● Problem statement: The lines wanted are those in the data below that include "reservation".
##### Supplied information
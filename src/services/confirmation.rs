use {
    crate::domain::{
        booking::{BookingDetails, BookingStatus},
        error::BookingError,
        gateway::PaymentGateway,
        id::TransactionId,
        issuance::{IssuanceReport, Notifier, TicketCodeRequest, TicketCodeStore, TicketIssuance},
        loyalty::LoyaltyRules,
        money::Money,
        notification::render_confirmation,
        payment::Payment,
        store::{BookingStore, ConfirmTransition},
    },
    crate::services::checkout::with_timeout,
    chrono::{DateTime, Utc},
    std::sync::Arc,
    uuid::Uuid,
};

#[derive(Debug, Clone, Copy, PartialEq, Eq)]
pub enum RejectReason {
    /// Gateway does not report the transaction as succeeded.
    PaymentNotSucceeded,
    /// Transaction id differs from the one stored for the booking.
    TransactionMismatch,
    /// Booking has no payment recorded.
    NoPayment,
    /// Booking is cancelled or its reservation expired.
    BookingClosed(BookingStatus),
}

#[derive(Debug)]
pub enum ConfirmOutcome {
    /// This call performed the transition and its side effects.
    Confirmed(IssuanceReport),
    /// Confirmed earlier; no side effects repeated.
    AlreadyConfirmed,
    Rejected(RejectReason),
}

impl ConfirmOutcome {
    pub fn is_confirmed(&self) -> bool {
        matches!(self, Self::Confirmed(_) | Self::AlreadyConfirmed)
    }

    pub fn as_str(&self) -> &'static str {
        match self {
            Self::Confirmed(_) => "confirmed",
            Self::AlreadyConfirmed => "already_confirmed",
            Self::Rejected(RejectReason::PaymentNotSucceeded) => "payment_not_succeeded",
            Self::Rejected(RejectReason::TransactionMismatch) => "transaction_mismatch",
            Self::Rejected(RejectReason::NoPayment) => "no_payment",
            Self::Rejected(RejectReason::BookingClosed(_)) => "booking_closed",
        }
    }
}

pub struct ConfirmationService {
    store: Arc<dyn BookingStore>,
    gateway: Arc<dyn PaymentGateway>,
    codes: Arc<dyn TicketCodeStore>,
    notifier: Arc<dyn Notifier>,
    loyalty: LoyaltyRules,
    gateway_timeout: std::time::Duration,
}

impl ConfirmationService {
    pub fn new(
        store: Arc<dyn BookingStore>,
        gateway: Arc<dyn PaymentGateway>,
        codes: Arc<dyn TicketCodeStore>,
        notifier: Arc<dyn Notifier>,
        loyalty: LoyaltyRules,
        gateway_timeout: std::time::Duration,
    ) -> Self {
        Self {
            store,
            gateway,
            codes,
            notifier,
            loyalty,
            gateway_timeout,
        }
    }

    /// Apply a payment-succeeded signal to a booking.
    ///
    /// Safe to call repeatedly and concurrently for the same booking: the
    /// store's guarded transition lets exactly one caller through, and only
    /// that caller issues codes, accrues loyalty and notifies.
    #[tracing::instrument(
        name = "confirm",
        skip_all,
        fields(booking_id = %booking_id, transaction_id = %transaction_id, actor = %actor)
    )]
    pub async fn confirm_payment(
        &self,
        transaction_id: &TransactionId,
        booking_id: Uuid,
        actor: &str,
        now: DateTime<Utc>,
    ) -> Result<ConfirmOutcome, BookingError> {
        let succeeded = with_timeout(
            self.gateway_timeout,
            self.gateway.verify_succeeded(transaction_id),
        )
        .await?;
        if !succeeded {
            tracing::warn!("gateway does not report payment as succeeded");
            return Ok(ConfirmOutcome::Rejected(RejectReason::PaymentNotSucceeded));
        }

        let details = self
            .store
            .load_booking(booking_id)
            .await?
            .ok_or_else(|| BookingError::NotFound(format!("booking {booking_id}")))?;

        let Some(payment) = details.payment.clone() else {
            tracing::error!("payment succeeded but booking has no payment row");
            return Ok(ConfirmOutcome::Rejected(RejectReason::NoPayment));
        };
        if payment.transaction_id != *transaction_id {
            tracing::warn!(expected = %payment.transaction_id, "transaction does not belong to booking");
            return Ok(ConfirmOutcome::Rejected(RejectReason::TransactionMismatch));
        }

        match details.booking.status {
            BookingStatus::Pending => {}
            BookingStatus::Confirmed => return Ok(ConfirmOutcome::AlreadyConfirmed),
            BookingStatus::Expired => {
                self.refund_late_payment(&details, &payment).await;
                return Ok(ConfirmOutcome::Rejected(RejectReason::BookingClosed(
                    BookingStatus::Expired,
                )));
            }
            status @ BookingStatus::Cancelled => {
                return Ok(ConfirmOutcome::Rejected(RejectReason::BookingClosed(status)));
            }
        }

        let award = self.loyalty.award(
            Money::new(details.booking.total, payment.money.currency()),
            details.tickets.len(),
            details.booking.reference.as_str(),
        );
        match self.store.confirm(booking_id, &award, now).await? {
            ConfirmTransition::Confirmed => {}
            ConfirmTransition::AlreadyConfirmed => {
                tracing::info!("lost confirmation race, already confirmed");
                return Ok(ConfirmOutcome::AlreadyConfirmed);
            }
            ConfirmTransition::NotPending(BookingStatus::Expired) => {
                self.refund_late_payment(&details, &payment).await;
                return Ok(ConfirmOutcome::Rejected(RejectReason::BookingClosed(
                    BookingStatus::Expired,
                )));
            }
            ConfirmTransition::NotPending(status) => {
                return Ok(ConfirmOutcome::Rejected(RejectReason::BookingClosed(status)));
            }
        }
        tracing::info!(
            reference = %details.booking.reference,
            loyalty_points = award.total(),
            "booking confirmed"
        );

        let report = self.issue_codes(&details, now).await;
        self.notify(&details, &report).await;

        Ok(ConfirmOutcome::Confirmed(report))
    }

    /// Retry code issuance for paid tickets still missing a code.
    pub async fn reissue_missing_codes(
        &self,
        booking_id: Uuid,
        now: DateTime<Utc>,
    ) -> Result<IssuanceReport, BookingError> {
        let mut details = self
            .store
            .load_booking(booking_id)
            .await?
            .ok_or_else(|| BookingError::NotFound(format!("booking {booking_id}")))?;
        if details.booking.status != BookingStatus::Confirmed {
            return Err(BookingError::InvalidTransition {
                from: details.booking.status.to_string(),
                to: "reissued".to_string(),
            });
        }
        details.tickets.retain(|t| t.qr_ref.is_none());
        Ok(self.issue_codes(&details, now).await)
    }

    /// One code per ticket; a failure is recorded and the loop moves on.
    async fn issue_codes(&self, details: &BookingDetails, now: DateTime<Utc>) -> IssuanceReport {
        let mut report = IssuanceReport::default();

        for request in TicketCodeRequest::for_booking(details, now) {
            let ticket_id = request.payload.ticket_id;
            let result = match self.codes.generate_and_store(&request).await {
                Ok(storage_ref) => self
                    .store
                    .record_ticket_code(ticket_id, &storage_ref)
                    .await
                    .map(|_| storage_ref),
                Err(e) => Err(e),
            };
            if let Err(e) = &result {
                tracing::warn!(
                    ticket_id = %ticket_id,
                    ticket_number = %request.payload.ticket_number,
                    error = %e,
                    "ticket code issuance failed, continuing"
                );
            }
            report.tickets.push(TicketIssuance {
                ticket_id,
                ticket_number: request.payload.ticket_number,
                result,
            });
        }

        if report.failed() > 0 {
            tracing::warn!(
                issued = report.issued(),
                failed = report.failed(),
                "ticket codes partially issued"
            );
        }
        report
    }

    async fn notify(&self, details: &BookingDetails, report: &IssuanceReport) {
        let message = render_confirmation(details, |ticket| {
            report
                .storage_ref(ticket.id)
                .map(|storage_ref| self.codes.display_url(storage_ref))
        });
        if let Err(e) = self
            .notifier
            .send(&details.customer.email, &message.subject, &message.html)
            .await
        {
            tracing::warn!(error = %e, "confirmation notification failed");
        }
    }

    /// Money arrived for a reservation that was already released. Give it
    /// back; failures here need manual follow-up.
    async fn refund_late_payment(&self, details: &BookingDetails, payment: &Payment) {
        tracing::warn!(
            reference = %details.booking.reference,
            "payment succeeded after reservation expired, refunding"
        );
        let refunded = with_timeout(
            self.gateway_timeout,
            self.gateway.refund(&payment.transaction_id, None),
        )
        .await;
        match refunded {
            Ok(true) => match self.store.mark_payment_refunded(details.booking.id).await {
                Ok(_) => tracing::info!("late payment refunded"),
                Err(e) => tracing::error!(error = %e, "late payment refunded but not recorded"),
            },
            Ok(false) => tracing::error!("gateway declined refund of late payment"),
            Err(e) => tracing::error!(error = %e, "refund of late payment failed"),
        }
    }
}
##########
● Answer space:
    /// Booking is cancelled or its reservation expired.
    /// Money arrived for a reservation that was already released. Give it
            "payment succeeded after reservation expired, refunding"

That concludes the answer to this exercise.